Sisters helping sisters
Marion Bridge
by Jane Ledwell

Uh oh,” I thought when I read a plot synopsis of “Marion Bridge.” “I’m afraid I know where this play’s headed.” We’ve seen enough, read enough, heard enough, lived enough dysfunctional Maritime family drama to know the master narrative—humour and despair underscored with unemployment, alcoholism, violence, and/or sexual abuse. There’s often not much subtlety to the story. Or much hope.

I should have known to expect something finer, more subtle, and more complex from playwright Daniel MacIvor and from the creatively courageous women of the new Beyond the Bridge theatre collective. The elements of “Marion Bridge” are familiar, but the results surpass expectation.

“Marion Bridge” is a brave, funny, moving story of three Cape Breton sisters thrown back into each other’s lives on the occasion of their mother’s illness and death.

Christina Forgeron, newest to the acting stage, plays the “strange” sister Louise and graces the performance with an authentic Cape Breton voice and the pitch-perfect gestures to bring the guileless character to life. Forgeron is a gifted physical comedian, and she communicates most (hilariously or affectingly) in silent moments. With experience, Forgeron’s vocal pacing will come to match her comic timing—as it does in her performances as a singer.

Kathleen Hamilton plays Agnes, who has returned to Cape Breton with a hidden agenda to reclaim a daughter she unwillingly gave up for adoption. The dramatic, sexy, rebellious-but-vulnerable Agnes is a familiar role for Hamilton—I long to see her play against type—but she performs with bravada and still, remarkably, gives the voluble and audience-needy Agnes the grace to cede centre stage to her quieter sisters’ stories in the second act.

Central to the play is Melissa Mullen’s compassion-filled portrayal of Theresa, a farmer and a nun. Mullen is breath-taking and utterly believable in this role.
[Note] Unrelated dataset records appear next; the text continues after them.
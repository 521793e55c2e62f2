//! Plain-text rendering of a round, used for clipboard export and as the
//! payload handed to a summary backend.

use roundtrace_types::{ContentBlock, flatten_result_content};
use serde::{Deserialize, Serialize};

use crate::classify::{MessageKind, classify};
use crate::format::{tool_summary, truncate_preview};
use crate::session::Round;

const RESULT_PREVIEW_CHARS: usize = 200;

/// Everything a summary backend needs to describe one round
#[derive(Debug, Clone, PartialEq, Serialize, Deserialize)]
pub struct SummaryPayload {
    pub round_index: usize,
    pub prompt: String,
    pub transcript: String,
    /// Distinct tool names in first-call order
    pub tool_names: Vec<String>,
    pub tokens: u64,
    pub cost_usd: f64,
}

pub fn summary_payload(round: &Round) -> SummaryPayload {
    let mut tool_names: Vec<String> = Vec::new();
    for block in round.assistant_messages.iter().flat_map(|m| &m.content) {
        if let ContentBlock::ToolUse { name, .. } = block
            && !tool_names.contains(name)
        {
            tool_names.push(name.clone());
        }
    }

    SummaryPayload {
        round_index: round.index,
        prompt: round.prompt_text(),
        transcript: round_transcript(round),
        tool_names,
        tokens: round.tokens,
        cost_usd: round.cost_usd,
    }
}

/// Markdown-ish transcript: one `## heading` section per non-empty message
pub fn round_transcript(round: &Round) -> String {
    let mut sections = Vec::new();
    let mut image_number = 0;

    for message in round.messages() {
        let mut lines = Vec::new();
        for block in &message.content {
            match block {
                ContentBlock::Text { text } => {
                    if !text.trim().is_empty() {
                        lines.push(text.trim().to_string());
                    }
                }
                ContentBlock::Image { media_type, .. } => {
                    image_number += 1;
                    lines.push(format!("[Image #{}: {}]", image_number, media_type));
                }
                ContentBlock::ToolUse { name, input, .. } => {
                    let line = format!("-> {} {}", name, tool_summary(input));
                    lines.push(line.trim_end().to_string());
                }
                ContentBlock::ToolResult {
                    content, is_error, ..
                } => {
                    let preview =
                        truncate_preview(&flatten_result_content(content), RESULT_PREVIEW_CHARS);
                    let marker = if *is_error { "<- error: " } else { "<- " };
                    lines.push(format!("{}{}", marker, preview));
                }
            }
        }

        if lines.is_empty() {
            continue;
        }

        let heading = match classify(message) {
            MessageKind::RealPrompt | MessageKind::Empty => "User".to_string(),
            MessageKind::Assistant => "Assistant".to_string(),
            MessageKind::Internal(sub_type) => format!("System ({})", sub_type),
            MessageKind::ToolResultCarrier => "Tool results".to_string(),
        };
        sections.push(format!("## {}\n{}", heading, lines.join("\n")));
    }

    sections.join("\n\n")
}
It is through “selfless” Theresa (and Mullen’s deft performance) that we see reticent Louise’s deep need for storytelling. It is through Theresa we recognize the self-rebuke in Agnes’s accusations of self-righteousness and passive-aggressive behaviour in others. It is through Theresa we see the challenge of living a faith in a faithless world.
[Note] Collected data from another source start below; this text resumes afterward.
//! Tolerant decoder from loosely-typed log records to [`Message`]s.
//!
//! Two record shapes are accepted:
//! - flat: `{role, subType?, timestamp, content, usage?, cost_usd?, model?}`
//! - envelope: `{type, uuid, timestamp, costUSD?, isMeta?, message: {role, content, usage?, model?}}`
//!
//! A record that fails validation is skipped and reported; a content block that
//! fails validation is dropped from its message and reported. Neither fails the log.

use serde::{Deserialize, Serialize};
use serde_json::{Map, Value};

use crate::error::{MalformedInput, Result};
use crate::event::{ContentBlock, Message, Role, SubType, Usage};
use crate::timestamp::normalize_timestamp;

#[derive(Debug, Clone, Copy, PartialEq, Eq, Serialize, Deserialize)]
#[serde(rename_all = "snake_case")]
pub enum IssueKind {
    /// Line or document is not JSON
    InvalidJson,
    /// Record failed validation and was skipped
    MalformedRecord,
    /// Envelope record type that carries no conversation content (e.g. progress)
    UnsupportedRecord,
    /// Content block failed validation and was dropped
    MalformedBlock,
    /// Content block of a kind outside the model (e.g. thinking)
    UnsupportedBlock,
}

#[derive(Debug, Clone, PartialEq, Eq, Serialize, Deserialize)]
pub struct DecodeIssue {
    /// Zero-based record position (line index for JSONL input)
    pub record: usize,
    pub kind: IssueKind,
    pub field: String,
    pub reason: String,
}

#[derive(Debug, Clone, Default, Serialize, Deserialize)]
pub struct DecodeOutcome {
    pub messages: Vec<Message>,
    pub issues: Vec<DecodeIssue>,
}

impl DecodeOutcome {
    fn accept(&mut self, record: usize, value: &Value) {
        let mut dropped = Vec::new();
        match decode_record(value, &mut dropped) {
            Ok(message) => {
                self.messages.push(message);
                for rejected in dropped {
                    self.reject(record, rejected);
                }
            }
            Err(rejected) => self.reject(record, rejected),
        }
    }

    fn reject(&mut self, record: usize, rejected: Rejected) {
        tracing::debug!(
            record,
            kind = ?rejected.kind,
            field = %rejected.input.field,
            reason = %rejected.input.reason,
            "skipping malformed input"
        );
        self.issues.push(DecodeIssue {
            record,
            kind: rejected.kind,
            field: rejected.input.field,
            reason: rejected.input.reason,
        });
    }
}

/// Decode a single record.
///
/// Invalid content blocks are dropped (and logged); only record-level
/// problems fail.
pub fn decode_message(value: &Value) -> Result<Message> {
    let mut dropped = Vec::new();
    let message = decode_record(value, &mut dropped).map_err(|rejected| rejected.input)?;
    for rejected in dropped {
        tracing::debug!(
            field = %rejected.input.field,
            reason = %rejected.input.reason,
            "dropped content block"
        );
    }
    Ok(message)
}

/// Decode a sequence of records, skipping the ones that fail
pub fn decode_messages(values: &[Value]) -> DecodeOutcome {
    let mut outcome = DecodeOutcome::default();
    for (record, value) in values.iter().enumerate() {
        outcome.accept(record, value);
    }
    outcome
}

/// Decode JSON Lines text; blank lines are ignored
pub fn decode_jsonl(text: &str) -> DecodeOutcome {
    let mut outcome = DecodeOutcome::default();
    for (record, line) in text.lines().enumerate() {
        let line = line.trim();
        if line.is_empty() {
            continue;
        }
        match serde_json::from_str::<Value>(line) {
            Ok(value) => outcome.accept(record, &value),
            Err(err) => outcome.reject(
                record,
                Rejected {
                    kind: IssueKind::InvalidJson,
                    input: MalformedInput::new("$", err.to_string()),
                },
            ),
        }
    }
    outcome
}

/// Decode either a JSON array of records or JSON Lines
pub fn decode_log(text: &str) -> DecodeOutcome {
    if text.trim_start().starts_with('[')
        && let Ok(values) = serde_json::from_str::<Vec<Value>>(text)
    {
        return decode_messages(&values);
    }
    decode_jsonl(text)
}

struct Rejected {
    kind: IssueKind,
    input: MalformedInput,
}

impl Rejected {
    fn record(field: impl Into<String>, reason: impl Into<String>) -> Self {
        Self {
            kind: IssueKind::MalformedRecord,
            input: MalformedInput::new(field, reason),
        }
    }

    fn block(field: impl Into<String>, reason: impl Into<String>) -> Self {
        Self {
            kind: IssueKind::MalformedBlock,
            input: MalformedInput::new(field, reason),
        }
    }
}

fn decode_record(
    value: &Value,
    dropped: &mut Vec<Rejected>,
) -> std::result::Result<Message, Rejected> {
    let obj = value
        .as_object()
        .ok_or_else(|| Rejected::record("$", "expected a JSON object"))?;
    let inner = obj.get("message").and_then(Value::as_object);

    let (role, envelope_sub_type) = resolve_role(obj, inner)?;
    let sub_type = match explicit_sub_type(obj)? {
        Some(sub_type) => Some(sub_type),
        None => envelope_sub_type.or_else(|| meta_sub_type(obj, role)),
    };

    let timestamp = obj
        .get("timestamp")
        .map(normalize_timestamp)
        .unwrap_or_default();

    let content = decode_content(obj, inner, dropped)?;

    let usage = inner
        .and_then(|m| m.get("usage"))
        .or_else(|| obj.get("usage"))
        .and_then(decode_usage);

    let cost_usd = ["cost_usd", "costUSD", "costUsd"]
        .iter()
        .find_map(|key| obj.get(*key))
        .and_then(Value::as_f64);

    let model = inner
        .and_then(|m| m.get("model"))
        .or_else(|| obj.get("model"))
        .and_then(Value::as_str)
        .map(str::to_string);

    let id = obj
        .get("uuid")
        .or_else(|| obj.get("id"))
        .and_then(Value::as_str)
        .map(str::to_string);

    Ok(Message {
        id,
        role,
        sub_type,
        timestamp,
        content,
        usage,
        cost_usd,
        model,
    })
}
Theresa, who has chosen a life in a community of sisters, relies on her blood sisters as much as they rely on her. She needs Agnes’s adventurousness and her protest. She needs Louise’s soap operas—and her truck.
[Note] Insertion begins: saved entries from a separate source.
use serde::{Deserialize, Serialize};
use std::fmt;

use super::block::ContentBlock;
use super::usage::Usage;
use crate::timestamp::Timestamp;

#[derive(Debug, Clone, Copy, PartialEq, Eq, Hash, Serialize, Deserialize)]
#[serde(rename_all = "lowercase")]
pub enum Role {
    User,
    Assistant,
}

impl Role {
    pub fn parse(s: &str) -> Option<Self> {
        match s {
            "user" => Some(Role::User),
            "assistant" => Some(Role::Assistant),
            _ => None,
        }
    }

    pub fn as_str(&self) -> &'static str {
        match self {
            Role::User => "user",
            Role::Assistant => "assistant",
        }
    }
}

impl fmt::Display for Role {
    fn fmt(&self, f: &mut fmt::Formatter<'_>) -> fmt::Result {
        f.write_str(self.as_str())
    }
}

/// Bookkeeping marker attached to messages the assistant injects into the log.
///
/// Unknown markers are preserved as `Other` and carry no classification meaning.
#[derive(Debug, Clone, PartialEq, Eq, Hash, Serialize, Deserialize)]
#[serde(from = "String", into = "String")]
pub enum SubType {
    System,
    Summary,
    Hook,
    MicrocompactionBoundary,
    QueueOperation,
    FileHistorySnapshot,
    Other(String),
}

impl SubType {
    pub fn parse(s: &str) -> Self {
        match s {
            "system" => SubType::System,
            "summary" => SubType::Summary,
            "hook" => SubType::Hook,
            "microcompaction-boundary" => SubType::MicrocompactionBoundary,
            "queue-operation" => SubType::QueueOperation,
            "file-history-snapshot" => SubType::FileHistorySnapshot,
            other => SubType::Other(other.to_string()),
        }
    }

    pub fn as_str(&self) -> &str {
        match self {
            SubType::System => "system",
            SubType::Summary => "summary",
            SubType::Hook => "hook",
            SubType::MicrocompactionBoundary => "microcompaction-boundary",
            SubType::QueueOperation => "queue-operation",
            SubType::FileHistorySnapshot => "file-history-snapshot",
            SubType::Other(s) => s,
        }
    }

    /// Internal bookkeeping markers never start a round.
    pub fn is_internal(&self) -> bool {
        !matches!(self, SubType::Other(_))
    }
}

impl From<String> for SubType {
    fn from(s: String) -> Self {
        SubType::parse(&s)
    }
}

impl From<SubType> for String {
    fn from(sub_type: SubType) -> Self {
        sub_type.as_str().to_string()
    }
}

impl fmt::Display for SubType {
    fn fmt(&self, f: &mut fmt::Formatter<'_>) -> fmt::Result {
        f.write_str(self.as_str())
    }
}

/// One entry of the conversation log
#[derive(Debug, Clone, PartialEq, Serialize, Deserialize)]
pub struct Message {
    /// Log record id (uuid), when the source provides one
    #[serde(default, skip_serializing_if = "Option::is_none")]
    pub id: Option<String>,

    pub role: Role,

    #[serde(default, skip_serializing_if = "Option::is_none")]
    pub sub_type: Option<SubType>,

    #[serde(default)]
    pub timestamp: Timestamp,

    #[serde(default)]
    pub content: Vec<ContentBlock>,

    #[serde(default, skip_serializing_if = "Option::is_none")]
    pub usage: Option<Usage>,

    #[serde(default, skip_serializing_if = "Option::is_none")]
    pub cost_usd: Option<f64>,

    #[serde(default, skip_serializing_if = "Option::is_none")]
    pub model: Option<String>,
}

impl Message {
    pub fn new(role: Role, content: Vec<ContentBlock>) -> Self {
        Self {
            id: None,
            role,
            sub_type: None,
            timestamp: Timestamp::UNKNOWN,
            content,
            usage: None,
            cost_usd: None,
            model: None,
        }
    }

    pub fn user(text: impl Into<String>) -> Self {
        Self::new(Role::User, vec![ContentBlock::text(text)])
    }

    pub fn assistant(text: impl Into<String>) -> Self {
        Self::new(Role::Assistant, vec![ContentBlock::text(text)])
    }

    pub fn with_id(mut self, id: impl Into<String>) -> Self {
        self.id = Some(id.into());
        self
    }

    pub fn with_sub_type(mut self, sub_type: SubType) -> Self {
        self.sub_type = Some(sub_type);
        self
    }

    pub fn with_timestamp(mut self, timestamp: Timestamp) -> Self {
        self.timestamp = timestamp;
        self
    }

    pub fn with_usage(mut self, usage: Usage) -> Self {
        self.usage = Some(usage);
        self
    }

    pub fn with_cost(mut self, cost_usd: f64) -> Self {
        self.cost_usd = Some(cost_usd);
        self
    }

    pub fn with_model(mut self, model: impl Into<String>) -> Self {
        self.model = Some(model.into());
        self
    }

    /// Text blocks joined by newlines
    pub fn text(&self) -> String {
        self.content
            .iter()
            .filter_map(|block| match block {
                ContentBlock::Text { text } => Some(text.as_str()),
                ContentBlock::Image { .. }
                | ContentBlock::ToolUse { .. }
                | ContentBlock::ToolResult { .. } => None,
            })
            .collect::<Vec<_>>()
            .join("\n")
    }

    pub fn tool_use_count(&self) -> usize {
        self.content
            .iter()
            .filter(|block| matches!(block, ContentBlock::ToolUse { .. }))
            .count()
    }

    pub fn total_tokens(&self) -> u64 {
        self.usage.as_ref().map(Usage::total).unwrap_or(0)
    }
}

#[cfg(test)]
mod tests {
    use super::*;
    use serde_json::json;

    #[test]
    fn test_sub_type_round_trips_through_strings() {
        for raw in [
            "system",
            "summary",
            "hook",
            "microcompaction-boundary",
            "queue-operation",
            "file-history-snapshot",
        ] {
            let sub_type = SubType::parse(raw);
            assert!(sub_type.is_internal(), "{raw} should be internal");
            assert_eq!(sub_type.as_str(), raw);
        }

        let other = SubType::parse("compact_boundary");
        assert_eq!(other, SubType::Other("compact_boundary".to_string()));
        assert!(!other.is_internal());
    }

    #[test]
    fn test_serialization() {
        let message = Message::user("Hello")
            .with_sub_type(SubType::Summary)
            .with_timestamp(Timestamp::from_millis(1_700_000_000_000));

        let json = serde_json::to_value(&message).unwrap();
        assert_eq!(json["role"], "user");
        assert_eq!(json["sub_type"], "summary");
        assert_eq!(json["timestamp"], json!(1_700_000_000_000i64));

        let back: Message = serde_json::from_value(json).unwrap();
        assert_eq!(back, message);
    }

    #[test]
    fn test_text_skips_non_text_blocks() {
        let message = Message::new(
            Role::Assistant,
            vec![
                ContentBlock::text("first"),
                ContentBlock::tool_use("t1", "bash", json!({"command": "ls"})),
                ContentBlock::text("second"),
            ],
        );
        assert_eq!(message.text(), "first\nsecond");
        assert_eq!(message.tool_use_count(), 1);
    }
}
The three sisters of the story could have fallen easily into the Holy Trinity of stock characters for women: virgin, whore, and gender-confused. The writer provides basic material to undermine these stereotypes, but the performers do even more to give the sisters multi-dimensionality, under the expert guidance of director Laurel Smythe.

Simply staged in the newly renovated Arts Guild, “Marion Bridge” gave me hope for more drama on this scale, and more drama of this calibre. Beyond the Bridge has set a high standard for the new performance space. I can’t wait to see others strive to meet that standard.